Mykhaylo Ryashko

Personal information
- Full name: Mykhaylo Viktorovych Ryashko
- Date of birth: 5 November 1996 (age 29)
- Place of birth: Mukacheve, Zakarpattia Oblast, Ukraine
- Height: 1.95 m (6 ft 5 in)
- Position: Centre-back

Team information
- Current team: Szeged-Csanád
- Number: 32

Youth career
- 0000–2007: Mukacheve
- 2007–2009: Dynamo Kyiv
- 2009–2010: UFK-Karpaty Lviv
- 2011–2013: Mukacheve

Senior career*
- Years: Team / Apps / (Gls)
- 2013–2014: Hoverla Uzhhorod / 0 / (0)
- 2015: Balmazújváros / 1 / (0)
- 2015–2016: Hoverla Uzhhorod / 17 / (0)
- 2016: Illichivets Mariupol / 0 / (0)
- 2016: → Illichivets-2 Mariupol / 8 / (2)
- 2017–2019: Kisvárda / 31 / (2)
- 2020–2021: Dorogi / 36 / (1)
- 2021–2023: Kecskeméti / 48 / (1)
- 2023–2024: Nyíregyháza / 17 / (0)
- 2024–2025: Kecskeméti / 8 / (0)
- 2025–: Szeged-Csanád / 9 / (0)

= Mykhaylo Ryashko =

Ukrainian footballer

Mykhaylo Ryashko (Михайло Вікторович Ряшко; born 5 November 1996) is a Ukrainian professional footballer who plays as a midfielder for Hungarian club Szeged-Csanád.

==Career==
Ryashko spent some years in the Sportive Youth systems in Dynamo Kyiv, UFC-Karpaty and FC Mukacheve.

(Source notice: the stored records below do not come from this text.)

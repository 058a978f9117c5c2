use std::{path::Path, time::Duration};

use anyhow::{Context, bail};

use crate::{Config, StorageConfig};

pub fn load<P: AsRef<Path>>(path: P) -> anyhow::Result<Config> {
    let path = path.as_ref();

    let content = std::fs::read_to_string(path)
        .with_context(|| format!("Failed to read configuration file {}", path.display()))?;

    let config: Config =
        toml::from_str(&content).with_context(|| format!("Failed to parse configuration file {}", path.display()))?;

    for warning in validate(&config)? {
        log::warn!("{warning}");
    }

    Ok(config)
}

/// Checks values serde accepts but the limiter cannot work with.
///
/// Hard errors abort startup, the returned strings are warnings worth logging.
pub(crate) fn validate(config: &Config) -> anyhow::Result<Vec<String>> {
    let mut warnings = Vec::new();
    let rate_limit = &config.rate_limit;

    for (tier, quota) in &rate_limit.tiers {
        if quota.points == 0 {
            bail!("Rate limit tier '{tier}' must allow at least one point per window");
        }

        if quota.duration.is_zero() {
            bail!("Rate limit tier '{tier}' must have a non-zero duration");
        }

        if quota.duration < Duration::from_secs(1) {
            bail!("Rate limit tier '{tier}' has a duration below one second, windows are counted in whole seconds");
        }

        if quota.block_duration.is_some_and(|block| block.is_zero()) {
            warnings.push(format!(
                "Rate limit tier '{tier}' has a zero block_duration, exhausted keys will not be blocked"
            ));
        }

        if quota.key_prefix.as_deref() == Some("") {
            bail!("Rate limit tier '{tier}' has an empty key_prefix, keys would collide with other tiers");
        }
    }

    match &rate_limit.storage {
        StorageConfig::Memory => {
            if rate_limit.enabled {
                warnings.push(
                    "Rate limit storage is memory only: quotas are enforced per process, not across the fleet"
                        .to_string(),
                );
            }
        }
        StorageConfig::Redis(redis) => {
            if redis.retry.attempts == 0 {
                bail!("Redis retry policy needs at least one attempt");
            }

            if redis.response_timeout.is_zero() {
                bail!("Redis response_timeout must be greater than zero");
            }

            if redis.retry.backoff > redis.retry.max_backoff {
                bail!(
                    "Redis retry backoff ({:?}) is larger than max_backoff ({:?})",
                    redis.retry.backoff,
                    redis.retry.max_backoff
                );
            }

            if redis.pool.max_size == Some(0) {
                bail!("Redis pool max_size must be greater than zero");
            }
        }
    }

    if !rate_limit.enabled {
        warnings.push("Rate limiting is disabled, every request will be admitted".to_string());
    }

    Ok(warnings)
}

#[cfg(test)]
mod tests {
    use indoc::indoc;

    use super::*;

    fn parse(toml: &str) -> Config {
        toml::from_str(toml).unwrap()
    }

    #[test]
    fn zero_points_is_an_error() {
        let config = parse(indoc! {r#"
            [rate_limit.tiers."get:search"]
            points = 0
            duration = "60s"
        "#});

        let error = validate(&config).unwrap_err();
        insta::assert_snapshot!(error, @"Rate limit tier 'get:search' must allow at least one point per window");
    }

    #[test]
    fn sub_second_duration_is_an_error() {
        let config = parse(indoc! {r#"
            [rate_limit.tiers."get:search"]
            points = 10
            duration = "500ms"
        "#});

        assert!(validate(&config).is_err());
    }

    #[test]
    fn memory_storage_warns() {
        let config = parse("");

        let warnings = validate(&config).unwrap();
        insta::assert_debug_snapshot!(warnings, @r#"
        [
            "Rate limit storage is memory only: quotas are enforced per process, not across the fleet",
        ]
        "#);
    }

    #[test]
    fn zero_block_duration_warns() {
        let config = parse(indoc! {r#"
            [rate_limit.storage]
            type = "redis"
            url = "redis://localhost:6379"

            [rate_limit.tiers."mutate:thought"]
            points = 3
            duration = "60s"
            block_duration = "0s"
        "#});

        let warnings = validate(&config).unwrap();
        insta::assert_debug_snapshot!(warnings, @r#"
        [
            "Rate limit tier 'mutate:thought' has a zero block_duration, exhausted keys will not be blocked",
        ]
        "#);
    }

    #[test]
    fn redis_retry_needs_an_attempt() {
        let config = parse(indoc! {r#"
            [rate_limit.storage]
            type = "redis"
            url = "redis://localhost:6379"

            [rate_limit.storage.retry]
            attempts = 0
        "#});

        let error = validate(&config).unwrap_err();
        insta::assert_snapshot!(error, @"Redis retry policy needs at least one attempt");
    }

    #[test]
    fn backoff_above_cap_is_an_error() {
        let config = parse(indoc! {r#"
            [rate_limit.storage]
            type = "redis"
            url = "redis://localhost:6379"

            [rate_limit.storage.retry]
            backoff = "1s"
            max_backoff = "100ms"
        "#});

        assert!(validate(&config).is_err());
    }

    #[test]
    fn load_reads_and_validates_a_file() {
        let dir = tempfile::tempdir().unwrap();
        let path = dir.path().join("turnstile.toml");

        std::fs::write(
            &path,
            indoc! {r#"
                [rate_limit.tiers."get:standard"]
                points = 0
                duration = "60s"
            "#},
        )
        .unwrap();

        assert!(load(&path).is_err());

        std::fs::write(&path, "[server]\nlisten_address = \"127.0.0.1:7000\"\n").unwrap();

        let config = load(&path).unwrap();
        assert_eq!(config.server.listen_address, Some("127.0.0.1:7000".parse().unwrap()));
    }
}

He made his debut in the Ukrainian Premier League for club FC Hoverla Uzhhorod in a match against FC Dnipro Dnipropetrovsk entraining in the second half-time on 19 July 2015.

==Personal life==
He is the son of Ukrainian football manager Viktor Ryashko and younger brother of the Ukrainian footballer of the same name, Viktor Ryashko Jr.